In Dec., 1990, the Tajikistan parliament passed a resolution of sovereignty. The Republic of Tajikistan declared its independence in Sept., 1991, and in December it signed the treaty establishing the Commonwealth of Independent States. When the acting president sought to suspend the country's Communist party, the Communist-led parliament replaced him, and former Communist party chief Rakhmon Nabiyev was elected president in Nov., 1991. In 1992, Nabiyev was deposed by opposition militias.
An ethnically based civil war quickly erupted. Forces allied with the former Nabiyev government retook the capital and most of the country, and the parliament elected Russian-supported Emomali Rakhmonov president. Fighting between government troops, supported by the Russian army, and pro-Islamic forces, with bases and support in Afghanistan, persisted along the Afghan border despite a number of cease-fires. In the Nov., 1994, elections, which were boycotted by the Islamic opposition, Rakhmonov defeated another former Soviet leader to retain the presidency. In early 1996 there was a brief mutiny by Uzbek commanders, who seized towns in the south and west.

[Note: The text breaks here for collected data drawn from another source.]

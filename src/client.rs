//! Shared HTTP plumbing for the domain clients.
//!
//! Every public operation builds one [`RequestDescriptor`] synchronously
//! (validation and session snapshot happen before any network activity),
//! then hands it to [`Connection::execute`], which signs it, dispatches it
//! exactly once, and maps the backend's `{status, message, body}` envelope
//! into an [`ApiResult`]. There are no retries and no SDK-side timeout.

use reqwest::multipart::Form;
use reqwest::{Client, Method, Response};
use serde::Deserialize;
use serde_json::Value;
use tracing::debug;

use crate::credentials::AppCredentials;
use crate::error::{Error, Result};
use crate::result::ApiResult;
use crate::VERSION;

/// User agent string for API requests.
fn user_agent() -> String {
    format!("schmucklicloud.sdk/{} (rust)", VERSION)
}

/// Signed connection to one backend service endpoint.
#[derive(Debug, Clone)]
pub(crate) struct Connection {
    http: Client,
    base_url: String,
    credentials: AppCredentials,
}

impl Connection {
    /// Create a connection against the given service base URL.
    pub(crate) fn new(base_url: impl Into<String>, credentials: AppCredentials) -> Result<Self> {
        let http = Client::builder()
            .user_agent(user_agent())
            .build()
            .map_err(|e| Error::Internal(format!("Failed to create HTTP client: {}", e)))?;

        Ok(Self {
            http,
            base_url: base_url.into(),
            credentials,
        })
    }

    /// The service base URL this connection targets.
    pub(crate) fn base_url(&self) -> &str {
        &self.base_url
    }

    /// Sign and dispatch one request, mapping the response envelope.
    pub(crate) async fn execute(&self, descriptor: RequestDescriptor) -> Result<ApiResult> {
        let url = format!(
            "{}/{}",
            self.base_url.trim_end_matches('/'),
            descriptor.path
        );

        let mut request = self
            .http
            .request(descriptor.method.clone(), &url)
            .header("appid", &self.credentials.app_id)
            .header("appsecret", &self.credentials.app_secret);

        if let Some(token) = &descriptor.auth_token {
            request = request.header("authtoken", token);
        }
        if !descriptor.query.is_empty() {
            request = request.query(&descriptor.query);
        }
        request = match descriptor.payload {
            Payload::Empty => request,
            Payload::Json(body) => request.json(&body),
            Payload::Multipart(form) => request.multipart(form),
        };

        debug!("{} {}", descriptor.method, url);
        let response = request.send().await?;
        map_response(response, descriptor.resolve_also).await
    }
}

/// Backend response envelope.
#[derive(Debug, Deserialize)]
struct Envelope {
    status: u16,
    #[serde(default)]
    message: String,
    #[serde(default)]
    body: Option<Value>,
}

/// Map a raw HTTP response into an [`ApiResult`] or an error.
///
/// 2xx resolves with the envelope. Statuses listed in `resolve_also`
/// (404 for read/session operations, 300 for the authorize challenge)
/// also resolve, synthesized from the HTTP status when the body is not
/// an envelope. Everything else rejects with the backend's message.
async fn map_response(response: Response, resolve_also: &'static [u16]) -> Result<ApiResult> {
    let status = response.status();
    let status_text = status.canonical_reason().unwrap_or("Unknown").to_string();
    let text = response.text().await?;
    let envelope = serde_json::from_str::<Envelope>(&text).ok();

    if status.is_success() {
        let envelope = envelope
            .ok_or_else(|| Error::Internal(format!("Failed to parse response: {}", text)))?;
        debug!("backend status {}: {}", envelope.status, envelope.message);
        return Ok(ApiResult::new(envelope.status, envelope.message, envelope.body));
    }

    if resolve_also.contains(&status.as_u16()) {
        return Ok(match envelope {
            Some(envelope) => ApiResult::new(envelope.status, envelope.message, envelope.body),
            None => ApiResult::new(status.as_u16(), status_text, None),
        });
    }

    let message = envelope
        .map(|e| e.message)
        .filter(|m| !m.is_empty())
        .unwrap_or(text);
    Err(Error::api(status.as_u16(), status_text, message))
}

/// Request body variants.
pub(crate) enum Payload {
    Empty,
    Json(Value),
    Multipart(Form),
}

/// One outbound request, built fresh per call and consumed by
/// [`Connection::execute`]. Captures session state at build time.
pub(crate) struct RequestDescriptor {
    method: Method,
    path: &'static str,
    query: Vec<(&'static str, String)>,
    payload: Payload,
    auth_token: Option<String>,
    resolve_also: &'static [u16],
}

impl RequestDescriptor {
    pub(crate) fn new(method: Method, path: &'static str) -> Self {
        Self {
            method,
            path,
            query: Vec::new(),
            payload: Payload::Empty,
            auth_token: None,
            resolve_also: &[],
        }
    }

    pub(crate) fn query(mut self, key: &'static str, value: impl Into<String>) -> Self {
        self.query.push((key, value.into()));
        self
    }

    pub(crate) fn json(mut self, body: Value) -> Self {
        self.payload = Payload::Json(body);
        self
    }

    pub(crate) fn multipart(mut self, form: Form) -> Self {
        self.payload = Payload::Multipart(form);
        self
    }

    pub(crate) fn auth_token(mut self, token: Option<&str>) -> Self {
        self.auth_token = token.map(String::from);
        self
    }

    /// Extra HTTP statuses that resolve instead of rejecting.
    pub(crate) fn resolve_also(mut self, statuses: &'static [u16]) -> Self {
        self.resolve_also = statuses;
        self
    }
}
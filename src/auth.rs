//! Authentication client.
//!
//! Email/password accounts, the two-step authorize challenge, password
//! reset, and session queries against the schmuckliCloud Auth API.

use reqwest::Method;
use serde_json::json;

use crate::client::{Connection, RequestDescriptor};
use crate::credentials::AppCredentials;
use crate::error::{Error, Result};
use crate::result::ApiResult;

/// Default Auth API base URL.
pub const DEFAULT_SERVICE_URL: &str = "https://api.schmuckli.cloud/client_api/v1/auth/";

/// Session-query operations resolve 404 so callers can tell "no such
/// session" apart from a failed call.
const RESOLVE_NOT_FOUND: &[u16] = &[404];

/// Client for the schmuckliCloud Auth API.
#[derive(Debug, Clone)]
pub struct AuthClient {
    connection: Connection,
    auth_token: Option<String>,
}

impl AuthClient {
    /// Create a client against the default service URL.
    pub fn new(app_id: impl Into<String>, app_secret: impl Into<String>) -> Result<Self> {
        Self::with_service_url(app_id, app_secret, DEFAULT_SERVICE_URL)
    }

    /// Create a client against a custom service URL.
    pub fn with_service_url(
        app_id: impl Into<String>,
        app_secret: impl Into<String>,
        service_url: impl Into<String>,
    ) -> Result<Self> {
        Self::from_credentials(AppCredentials::new(app_id, app_secret), service_url)
    }

    /// Create a client from resolved credentials.
    pub fn from_credentials(
        credentials: AppCredentials,
        service_url: impl Into<String>,
    ) -> Result<Self> {
        Ok(Self {
            connection: Connection::new(service_url, credentials)?,
            auth_token: None,
        })
    }

    /// The service URL this client targets.
    pub fn service_url(&self) -> &str {
        self.connection.base_url()
    }

    /// Set the session token for subsequent user-scoped operations.
    pub fn set_auth_token(&mut self, token: impl Into<String>) {
        self.auth_token = Some(token.into());
    }

    /// Register a new user with email and password.
    ///
    /// `language` is a two letter code (ex. de, en) used for the
    /// confirmation mail.
    pub async fn register_email_password(
        &self,
        email: &str,
        password: &str,
        language: &str,
    ) -> Result<ApiResult> {
        validate_email(email)?;
        validate_password(password)?;

        let descriptor = RequestDescriptor::new(Method::POST, "emailpassword.php").json(json!({
            "email": email,
            "password": password,
            "lang": language,
        }));
        self.connection.execute(descriptor).await
    }

    /// Authorize a user with email and password. On success the body
    /// carries the session token; save it somewhere safe on the client.
    ///
    /// When the account has a one-time password configured, the backend
    /// answers with status 300. That surfaces as a resolved [`ApiResult`]
    /// (not an error): prompt the user for the code out of band, then call
    /// again with `otp` set.
    pub async fn authorize_email_password(
        &self,
        email: &str,
        password: &str,
        otp: Option<&str>,
    ) -> Result<ApiResult> {
        validate_email(email)?;
        validate_password(password)?;

        let mut body = json!({
            "email": email,
            "password": password,
        });
        if let Some(code) = otp {
            body["otp"] = json!(code);
        }

        let descriptor = RequestDescriptor::new(Method::PUT, "emailpassword.php")
            .json(body)
            .resolve_also(&[300]);
        self.connection.execute(descriptor).await
    }

    /// Send a password reset mail to the given account.
    pub async fn request_reset_password(&self, email: &str) -> Result<ApiResult> {
        validate_email(email)?;

        let descriptor = RequestDescriptor::new(Method::PUT, "").json(json!({
            "function": "request_reset_password",
            "email": email,
        }));
        self.connection.execute(descriptor).await
    }

    /// Update the password after the user followed the link in the reset
    /// mail. `reset_token` is the token from that mail.
    pub async fn update_reset_password(
        &self,
        reset_token: &str,
        password: &str,
    ) -> Result<ApiResult> {
        if reset_token.is_empty() {
            return Err(Error::invalid_argument("Please provide a reset token."));
        }
        validate_password(password)?;

        // The backend multiplexes both reset phases through one function,
        // distinguished by the token field.
        let descriptor = RequestDescriptor::new(Method::PUT, "").json(json!({
            "function": "request_reset_password",
            "token": reset_token,
            "password": password,
        }));
        self.connection.execute(descriptor).await
    }

    /// Check whether the given session token is still valid. A 404
    /// resolves with the result rather than rejecting.
    pub async fn check_session(&self, session_token: &str) -> Result<ApiResult> {
        if session_token.is_empty() {
            return Err(Error::invalid_argument("Please provide a session token."));
        }

        let descriptor = RequestDescriptor::new(Method::GET, "session.php")
            .auth_token(Some(session_token))
            .resolve_also(RESOLVE_NOT_FOUND);
        self.connection.execute(descriptor).await
    }

    /// Fetch the profile of the signed-in user. Requires a session token.
    pub async fn get_user_details(&self) -> Result<ApiResult> {
        let token = self.require_auth_token()?;

        let descriptor = RequestDescriptor::new(Method::GET, "user.php")
            .auth_token(Some(token))
            .resolve_also(RESOLVE_NOT_FOUND);
        self.connection.execute(descriptor).await
    }

    /// List the active sessions of the signed-in user. Requires a session
    /// token.
    pub async fn get_active_sessions(&self) -> Result<ApiResult> {
        let token = self.require_auth_token()?;

        let descriptor = RequestDescriptor::new(Method::GET, "sessions.php")
            .auth_token(Some(token))
            .resolve_also(RESOLVE_NOT_FOUND);
        self.connection.execute(descriptor).await
    }

    /// Invalidate the current session. Clears the stored token when the
    /// backend confirms.
    pub async fn logout(&mut self) -> Result<ApiResult> {
        let token = self.require_auth_token()?.to_string();

        let descriptor = RequestDescriptor::new(Method::DELETE, "session.php")
            .auth_token(Some(token.as_str()))
            .resolve_also(RESOLVE_NOT_FOUND);
        let result = self.connection.execute(descriptor).await?;

        if result.is_ok() {
            self.auth_token = None;
        }
        Ok(result)
    }

    fn require_auth_token(&self) -> Result<&str> {
        self.auth_token.as_deref().ok_or(Error::MissingAuthToken)
    }
}

fn validate_email(email: &str) -> Result<()> {
    if email.is_empty() || !email.contains('@') {
        return Err(Error::invalid_argument(
            "Please provide a valid email address.",
        ));
    }
    Ok(())
}

fn validate_password(password: &str) -> Result<()> {
    if password.is_empty() {
        return Err(Error::invalid_argument("Please provide a password."));
    }
    Ok(())
}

A peace accord was signed between the government and opposition forces in mid-1997, but some factions continued fighting. In a 1999 referendum, voters backed constitutional changes that would extend the president's term to seven years and allow the formation of Islamic political parties. By the end of the 2000 a truce prevailed in most of Tajikistan. Some 30,000 to 50,000 were estimated to have died in the fighting, and war and neglect had devastated much of the country's infrastructure, making the nation one of the poorest in the world. Tajikistan remains dependent on help from Russia's military to preserve its tenuous stability and security. A drought in W and central Asia that began in the late 1990s has had particularly severe consequences in impoverished Tajikistan.